Exercise aim: Pull every "rfind" line out of the data below.

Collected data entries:
/---

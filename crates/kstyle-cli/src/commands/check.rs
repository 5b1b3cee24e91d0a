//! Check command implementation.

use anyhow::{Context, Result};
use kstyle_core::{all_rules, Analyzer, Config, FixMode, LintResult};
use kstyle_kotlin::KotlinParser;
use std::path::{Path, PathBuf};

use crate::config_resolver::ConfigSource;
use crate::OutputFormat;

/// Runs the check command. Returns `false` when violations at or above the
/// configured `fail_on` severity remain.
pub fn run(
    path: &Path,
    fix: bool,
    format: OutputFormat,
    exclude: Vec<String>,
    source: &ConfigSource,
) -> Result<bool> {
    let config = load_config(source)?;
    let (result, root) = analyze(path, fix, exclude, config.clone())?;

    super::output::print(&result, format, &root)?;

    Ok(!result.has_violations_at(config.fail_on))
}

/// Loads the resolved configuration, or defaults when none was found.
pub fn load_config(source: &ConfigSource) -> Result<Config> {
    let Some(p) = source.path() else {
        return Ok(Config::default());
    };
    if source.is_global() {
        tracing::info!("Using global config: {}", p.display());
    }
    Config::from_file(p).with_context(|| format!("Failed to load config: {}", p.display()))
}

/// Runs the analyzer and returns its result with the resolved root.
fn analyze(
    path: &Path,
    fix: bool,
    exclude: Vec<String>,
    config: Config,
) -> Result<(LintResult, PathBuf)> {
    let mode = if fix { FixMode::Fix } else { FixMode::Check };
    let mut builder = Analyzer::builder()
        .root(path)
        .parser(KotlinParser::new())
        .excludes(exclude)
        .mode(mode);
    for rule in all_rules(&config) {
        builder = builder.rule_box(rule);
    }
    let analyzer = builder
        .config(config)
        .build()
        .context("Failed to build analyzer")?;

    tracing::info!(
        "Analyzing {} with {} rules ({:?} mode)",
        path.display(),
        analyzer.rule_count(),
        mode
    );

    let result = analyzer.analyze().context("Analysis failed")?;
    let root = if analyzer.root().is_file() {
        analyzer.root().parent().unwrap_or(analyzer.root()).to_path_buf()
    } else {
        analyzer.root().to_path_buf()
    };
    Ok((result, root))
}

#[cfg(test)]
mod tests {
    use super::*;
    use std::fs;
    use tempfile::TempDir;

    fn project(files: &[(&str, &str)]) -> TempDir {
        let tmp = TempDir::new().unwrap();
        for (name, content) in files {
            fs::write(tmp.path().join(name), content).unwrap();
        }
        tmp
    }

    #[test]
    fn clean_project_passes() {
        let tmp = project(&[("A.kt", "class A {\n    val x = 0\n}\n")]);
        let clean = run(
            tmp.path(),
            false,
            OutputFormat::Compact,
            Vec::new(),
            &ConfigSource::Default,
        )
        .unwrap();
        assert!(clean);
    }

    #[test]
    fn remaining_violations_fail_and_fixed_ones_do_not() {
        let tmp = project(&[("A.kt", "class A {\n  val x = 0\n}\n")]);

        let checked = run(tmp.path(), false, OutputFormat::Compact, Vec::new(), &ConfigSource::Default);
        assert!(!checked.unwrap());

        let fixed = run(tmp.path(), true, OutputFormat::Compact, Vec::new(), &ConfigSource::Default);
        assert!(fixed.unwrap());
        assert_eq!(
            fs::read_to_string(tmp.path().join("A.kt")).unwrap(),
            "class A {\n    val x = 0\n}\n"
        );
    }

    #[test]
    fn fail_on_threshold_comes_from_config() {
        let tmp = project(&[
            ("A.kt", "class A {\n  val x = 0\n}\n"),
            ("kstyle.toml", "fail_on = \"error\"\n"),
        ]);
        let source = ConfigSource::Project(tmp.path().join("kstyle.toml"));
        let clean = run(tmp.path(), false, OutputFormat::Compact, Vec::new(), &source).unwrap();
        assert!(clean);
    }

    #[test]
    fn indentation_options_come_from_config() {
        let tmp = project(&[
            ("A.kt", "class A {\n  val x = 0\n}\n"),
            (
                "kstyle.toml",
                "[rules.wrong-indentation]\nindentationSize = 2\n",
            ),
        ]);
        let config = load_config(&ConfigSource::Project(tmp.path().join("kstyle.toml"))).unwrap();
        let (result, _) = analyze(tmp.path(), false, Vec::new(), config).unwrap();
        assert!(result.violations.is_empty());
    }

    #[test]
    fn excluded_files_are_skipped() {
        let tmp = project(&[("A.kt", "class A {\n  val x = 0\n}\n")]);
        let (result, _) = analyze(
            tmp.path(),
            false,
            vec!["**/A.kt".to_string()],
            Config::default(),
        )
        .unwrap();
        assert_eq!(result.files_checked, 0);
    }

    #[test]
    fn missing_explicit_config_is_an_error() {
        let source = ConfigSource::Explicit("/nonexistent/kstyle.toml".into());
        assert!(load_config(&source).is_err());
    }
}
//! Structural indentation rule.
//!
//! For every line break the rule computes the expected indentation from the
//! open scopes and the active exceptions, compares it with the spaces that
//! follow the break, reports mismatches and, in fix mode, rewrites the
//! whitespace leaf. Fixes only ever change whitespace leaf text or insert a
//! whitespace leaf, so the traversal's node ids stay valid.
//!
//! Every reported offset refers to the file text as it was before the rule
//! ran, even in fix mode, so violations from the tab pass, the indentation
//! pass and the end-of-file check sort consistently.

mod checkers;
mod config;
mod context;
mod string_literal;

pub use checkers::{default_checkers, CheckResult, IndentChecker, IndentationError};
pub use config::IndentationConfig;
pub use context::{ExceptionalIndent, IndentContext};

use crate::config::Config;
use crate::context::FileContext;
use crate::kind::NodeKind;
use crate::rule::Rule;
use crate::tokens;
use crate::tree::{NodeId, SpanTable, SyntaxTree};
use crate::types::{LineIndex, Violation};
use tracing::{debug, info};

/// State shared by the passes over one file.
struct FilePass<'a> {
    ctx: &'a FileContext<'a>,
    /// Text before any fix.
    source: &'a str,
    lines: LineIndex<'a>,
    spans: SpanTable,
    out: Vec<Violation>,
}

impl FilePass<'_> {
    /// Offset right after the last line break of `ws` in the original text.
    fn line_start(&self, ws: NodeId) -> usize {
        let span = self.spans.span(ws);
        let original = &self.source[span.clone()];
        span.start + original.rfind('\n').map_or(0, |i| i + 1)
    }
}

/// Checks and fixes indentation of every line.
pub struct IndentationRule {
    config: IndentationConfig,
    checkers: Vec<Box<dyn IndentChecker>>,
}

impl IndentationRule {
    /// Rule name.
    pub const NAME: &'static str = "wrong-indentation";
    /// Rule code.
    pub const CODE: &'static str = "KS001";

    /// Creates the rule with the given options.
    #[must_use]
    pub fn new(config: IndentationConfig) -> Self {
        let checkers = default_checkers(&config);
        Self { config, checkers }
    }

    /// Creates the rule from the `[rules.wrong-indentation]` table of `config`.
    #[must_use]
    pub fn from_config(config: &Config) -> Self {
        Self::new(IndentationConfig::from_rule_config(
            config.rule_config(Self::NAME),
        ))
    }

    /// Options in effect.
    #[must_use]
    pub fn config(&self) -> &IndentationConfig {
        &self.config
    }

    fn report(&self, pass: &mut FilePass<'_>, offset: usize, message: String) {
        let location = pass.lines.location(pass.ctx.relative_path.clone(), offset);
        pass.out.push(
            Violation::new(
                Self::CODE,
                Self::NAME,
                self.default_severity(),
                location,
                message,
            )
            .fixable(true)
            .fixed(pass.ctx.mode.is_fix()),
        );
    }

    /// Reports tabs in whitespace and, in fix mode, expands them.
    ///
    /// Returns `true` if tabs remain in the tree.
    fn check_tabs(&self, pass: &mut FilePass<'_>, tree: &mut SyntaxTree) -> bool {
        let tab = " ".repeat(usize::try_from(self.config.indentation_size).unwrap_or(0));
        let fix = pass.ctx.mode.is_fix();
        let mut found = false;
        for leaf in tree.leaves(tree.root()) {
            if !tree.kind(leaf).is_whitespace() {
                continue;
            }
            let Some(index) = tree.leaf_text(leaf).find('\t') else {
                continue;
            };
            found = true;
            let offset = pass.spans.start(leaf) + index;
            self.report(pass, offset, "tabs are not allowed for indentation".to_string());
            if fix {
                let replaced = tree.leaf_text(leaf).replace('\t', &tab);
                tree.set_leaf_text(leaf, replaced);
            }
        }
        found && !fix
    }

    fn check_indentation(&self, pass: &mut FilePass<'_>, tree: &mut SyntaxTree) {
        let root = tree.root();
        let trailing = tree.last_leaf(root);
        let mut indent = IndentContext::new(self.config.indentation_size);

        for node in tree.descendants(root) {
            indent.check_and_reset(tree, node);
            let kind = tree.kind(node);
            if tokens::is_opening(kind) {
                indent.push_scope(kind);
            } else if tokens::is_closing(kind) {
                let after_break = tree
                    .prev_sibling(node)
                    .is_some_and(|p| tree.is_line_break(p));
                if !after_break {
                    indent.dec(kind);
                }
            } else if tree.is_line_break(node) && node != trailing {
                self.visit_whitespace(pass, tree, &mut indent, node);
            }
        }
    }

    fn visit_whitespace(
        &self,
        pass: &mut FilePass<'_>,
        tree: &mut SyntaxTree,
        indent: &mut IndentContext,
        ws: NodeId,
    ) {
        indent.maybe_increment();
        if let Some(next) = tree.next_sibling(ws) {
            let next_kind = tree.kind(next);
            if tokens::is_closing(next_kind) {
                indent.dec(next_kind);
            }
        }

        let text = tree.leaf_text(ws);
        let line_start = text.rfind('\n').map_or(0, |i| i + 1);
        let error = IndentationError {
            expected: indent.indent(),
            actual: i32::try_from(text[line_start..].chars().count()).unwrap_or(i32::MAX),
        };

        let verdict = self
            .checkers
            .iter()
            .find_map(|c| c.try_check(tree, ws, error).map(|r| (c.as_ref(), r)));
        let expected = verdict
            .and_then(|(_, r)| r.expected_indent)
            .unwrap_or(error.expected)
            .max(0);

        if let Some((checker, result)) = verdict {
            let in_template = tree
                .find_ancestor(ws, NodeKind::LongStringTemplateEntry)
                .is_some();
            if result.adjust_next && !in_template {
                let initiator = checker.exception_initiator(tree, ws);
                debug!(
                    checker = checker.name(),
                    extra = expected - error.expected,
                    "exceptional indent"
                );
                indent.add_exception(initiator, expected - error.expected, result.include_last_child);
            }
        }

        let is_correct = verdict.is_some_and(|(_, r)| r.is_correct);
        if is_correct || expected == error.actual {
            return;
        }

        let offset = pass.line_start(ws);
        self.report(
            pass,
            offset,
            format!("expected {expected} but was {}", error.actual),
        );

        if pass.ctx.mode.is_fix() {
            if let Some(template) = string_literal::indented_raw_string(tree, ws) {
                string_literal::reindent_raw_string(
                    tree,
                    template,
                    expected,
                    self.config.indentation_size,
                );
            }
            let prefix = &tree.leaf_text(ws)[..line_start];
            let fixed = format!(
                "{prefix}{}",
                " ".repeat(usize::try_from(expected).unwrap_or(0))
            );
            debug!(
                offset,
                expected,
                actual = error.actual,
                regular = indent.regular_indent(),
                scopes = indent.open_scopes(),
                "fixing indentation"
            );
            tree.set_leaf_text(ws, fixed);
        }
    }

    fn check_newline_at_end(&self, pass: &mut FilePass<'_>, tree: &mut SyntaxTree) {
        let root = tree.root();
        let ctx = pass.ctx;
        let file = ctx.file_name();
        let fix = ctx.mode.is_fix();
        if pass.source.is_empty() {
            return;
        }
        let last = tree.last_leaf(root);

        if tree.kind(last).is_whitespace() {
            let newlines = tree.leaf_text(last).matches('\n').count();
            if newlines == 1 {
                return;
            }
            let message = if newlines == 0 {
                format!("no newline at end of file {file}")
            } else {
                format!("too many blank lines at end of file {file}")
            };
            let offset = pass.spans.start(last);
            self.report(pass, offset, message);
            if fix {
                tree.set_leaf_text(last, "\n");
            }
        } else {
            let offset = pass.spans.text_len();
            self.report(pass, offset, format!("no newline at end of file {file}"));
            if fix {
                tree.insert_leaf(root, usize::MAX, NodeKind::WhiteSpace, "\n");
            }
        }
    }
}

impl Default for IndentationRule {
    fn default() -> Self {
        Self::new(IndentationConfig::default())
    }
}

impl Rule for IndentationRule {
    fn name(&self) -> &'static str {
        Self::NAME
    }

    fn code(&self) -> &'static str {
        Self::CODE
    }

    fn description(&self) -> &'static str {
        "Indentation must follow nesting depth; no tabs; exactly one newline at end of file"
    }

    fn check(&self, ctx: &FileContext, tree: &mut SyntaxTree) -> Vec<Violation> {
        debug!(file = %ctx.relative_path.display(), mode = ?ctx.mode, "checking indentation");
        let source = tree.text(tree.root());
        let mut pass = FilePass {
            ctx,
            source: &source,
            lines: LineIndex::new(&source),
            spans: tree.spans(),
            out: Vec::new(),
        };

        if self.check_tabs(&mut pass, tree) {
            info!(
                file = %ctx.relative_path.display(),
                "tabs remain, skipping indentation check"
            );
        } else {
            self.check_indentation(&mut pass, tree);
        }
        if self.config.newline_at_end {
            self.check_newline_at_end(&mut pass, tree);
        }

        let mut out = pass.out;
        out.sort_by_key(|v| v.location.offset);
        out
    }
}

\---

Solution for this exercise:
        span.start + original.rfind('\n').map_or(0, |i| i + 1)
        let line_start = text.rfind('\n').map_or(0, |i| i + 1);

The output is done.